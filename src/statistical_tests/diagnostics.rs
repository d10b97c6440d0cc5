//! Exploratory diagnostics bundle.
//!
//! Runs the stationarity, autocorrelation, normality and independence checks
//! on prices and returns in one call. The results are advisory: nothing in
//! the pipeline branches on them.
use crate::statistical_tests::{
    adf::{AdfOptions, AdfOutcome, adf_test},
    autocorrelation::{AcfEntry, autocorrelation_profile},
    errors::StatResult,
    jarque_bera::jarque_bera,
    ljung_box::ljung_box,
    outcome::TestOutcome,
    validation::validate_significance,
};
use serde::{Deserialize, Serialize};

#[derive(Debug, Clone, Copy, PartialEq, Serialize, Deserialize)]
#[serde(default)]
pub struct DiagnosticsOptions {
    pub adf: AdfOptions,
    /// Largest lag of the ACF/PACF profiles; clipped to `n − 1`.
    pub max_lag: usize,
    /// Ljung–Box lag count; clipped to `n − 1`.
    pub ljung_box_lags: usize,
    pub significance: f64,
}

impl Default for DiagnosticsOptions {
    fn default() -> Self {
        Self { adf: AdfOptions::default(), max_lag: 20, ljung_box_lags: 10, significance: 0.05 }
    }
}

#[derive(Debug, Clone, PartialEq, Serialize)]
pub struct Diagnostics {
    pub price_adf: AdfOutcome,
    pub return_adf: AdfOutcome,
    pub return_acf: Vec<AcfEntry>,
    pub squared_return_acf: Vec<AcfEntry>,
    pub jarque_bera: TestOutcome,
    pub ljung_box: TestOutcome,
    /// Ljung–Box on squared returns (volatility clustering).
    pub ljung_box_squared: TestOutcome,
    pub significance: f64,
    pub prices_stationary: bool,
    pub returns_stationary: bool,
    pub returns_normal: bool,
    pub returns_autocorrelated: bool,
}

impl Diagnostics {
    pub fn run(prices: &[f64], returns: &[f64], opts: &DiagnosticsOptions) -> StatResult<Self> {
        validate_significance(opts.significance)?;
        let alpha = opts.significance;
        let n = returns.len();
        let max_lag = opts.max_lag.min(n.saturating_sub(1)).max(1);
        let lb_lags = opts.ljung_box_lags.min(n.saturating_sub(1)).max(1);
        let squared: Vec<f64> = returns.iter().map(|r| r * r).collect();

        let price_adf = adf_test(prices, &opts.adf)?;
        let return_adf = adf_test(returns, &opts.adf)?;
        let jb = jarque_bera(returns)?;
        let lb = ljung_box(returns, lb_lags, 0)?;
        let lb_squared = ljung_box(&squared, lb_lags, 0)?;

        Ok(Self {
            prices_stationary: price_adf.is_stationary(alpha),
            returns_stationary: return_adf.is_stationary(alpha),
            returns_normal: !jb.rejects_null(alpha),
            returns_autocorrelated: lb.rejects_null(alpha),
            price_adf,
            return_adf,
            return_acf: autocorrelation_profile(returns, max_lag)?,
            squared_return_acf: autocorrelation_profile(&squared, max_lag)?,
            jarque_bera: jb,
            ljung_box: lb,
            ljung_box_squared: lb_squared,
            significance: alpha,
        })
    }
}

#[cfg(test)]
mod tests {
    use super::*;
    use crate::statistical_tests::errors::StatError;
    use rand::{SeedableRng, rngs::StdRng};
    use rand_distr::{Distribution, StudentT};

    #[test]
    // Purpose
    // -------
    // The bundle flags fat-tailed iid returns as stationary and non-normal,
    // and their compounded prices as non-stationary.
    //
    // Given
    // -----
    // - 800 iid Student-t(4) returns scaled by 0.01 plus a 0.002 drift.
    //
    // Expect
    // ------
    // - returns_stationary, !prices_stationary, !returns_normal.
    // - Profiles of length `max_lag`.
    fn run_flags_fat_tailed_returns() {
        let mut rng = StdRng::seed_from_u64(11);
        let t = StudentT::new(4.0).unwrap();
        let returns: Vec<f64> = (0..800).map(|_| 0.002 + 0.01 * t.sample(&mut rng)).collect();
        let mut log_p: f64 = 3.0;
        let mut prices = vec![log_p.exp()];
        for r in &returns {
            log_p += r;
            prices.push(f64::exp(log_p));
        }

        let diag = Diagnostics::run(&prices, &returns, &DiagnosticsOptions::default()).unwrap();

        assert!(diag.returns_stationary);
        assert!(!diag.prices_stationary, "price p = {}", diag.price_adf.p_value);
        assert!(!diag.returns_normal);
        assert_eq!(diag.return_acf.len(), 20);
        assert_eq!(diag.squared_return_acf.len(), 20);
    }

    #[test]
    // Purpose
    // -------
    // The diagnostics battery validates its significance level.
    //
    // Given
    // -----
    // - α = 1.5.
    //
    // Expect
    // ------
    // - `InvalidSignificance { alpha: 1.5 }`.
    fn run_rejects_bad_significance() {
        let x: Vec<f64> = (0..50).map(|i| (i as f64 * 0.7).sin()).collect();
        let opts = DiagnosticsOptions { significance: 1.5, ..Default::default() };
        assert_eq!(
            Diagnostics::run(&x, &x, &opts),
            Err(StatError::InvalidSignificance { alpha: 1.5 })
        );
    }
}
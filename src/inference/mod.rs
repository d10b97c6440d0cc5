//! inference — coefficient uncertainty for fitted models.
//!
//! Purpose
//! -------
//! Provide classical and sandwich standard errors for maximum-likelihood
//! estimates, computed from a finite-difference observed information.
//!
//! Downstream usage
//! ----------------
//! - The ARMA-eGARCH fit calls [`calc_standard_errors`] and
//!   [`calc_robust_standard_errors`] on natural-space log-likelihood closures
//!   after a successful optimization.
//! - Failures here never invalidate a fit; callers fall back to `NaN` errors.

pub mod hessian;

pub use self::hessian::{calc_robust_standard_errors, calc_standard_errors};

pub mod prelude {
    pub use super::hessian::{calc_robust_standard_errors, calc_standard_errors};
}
------------
## What you need to do
In the material above, the line with "let mut log_p: f64 = 3.0;" marks the start. Print it and every line after it through the last, exactly.

## Answer space
        let mut log_p: f64 = 3.0;
        let mut prices = vec![log_p.exp()];
        for r in &returns {
            log_p += r;
            prices.push(f64::exp(log_p));
        }

        let diag = Diagnostics::run(&prices, &returns, &DiagnosticsOptions::default()).unwrap();

        assert!(diag.returns_stationary);
        assert!(!diag.prices_stationary, "price p = {}", diag.price_adf.p_value);
        assert!(!diag.returns_normal);
        assert_eq!(diag.return_acf.len(), 20);
        assert_eq!(diag.squared_return_acf.len(), 20);
    }

    #[test]
    // Purpose
    // -------
    // The diagnostics battery validates its significance level.
    //
    // Given
    // -----
    // - α = 1.5.
    //
    // Expect
    // ------
    // - `InvalidSignificance { alpha: 1.5 }`.
    fn run_rejects_bad_significance() {
        let x: Vec<f64> = (0..50).map(|i| (i as f64 * 0.7).sin()).collect();
        let opts = DiagnosticsOptions { significance: 1.5, ..Default::default() };
        assert_eq!(
            Diagnostics::run(&x, &x, &opts),
            Err(StatError::InvalidSignificance { alpha: 1.5 })
        );
    }
}
filename src/inference/mod.rs
repository d10b97c6440d0cc5
//! inference — coefficient uncertainty for fitted models.
//!
//! Purpose
//! -------
//! Provide classical and sandwich standard errors for maximum-likelihood
//! estimates, computed from a finite-difference observed information.
//!
//! Downstream usage
//! ----------------
//! - The ARMA-eGARCH fit calls [`calc_standard_errors`] and
//!   [`calc_robust_standard_errors`] on natural-space log-likelihood closures
//!   after a successful optimization.
//! - Failures here never invalidate a fit; callers fall back to `NaN` errors.

pub mod hessian;

pub use self::hessian::{calc_robust_standard_errors, calc_standard_errors};

pub mod prelude {
    pub use super::hessian::{calc_robust_standard_errors, calc_standard_errors};
}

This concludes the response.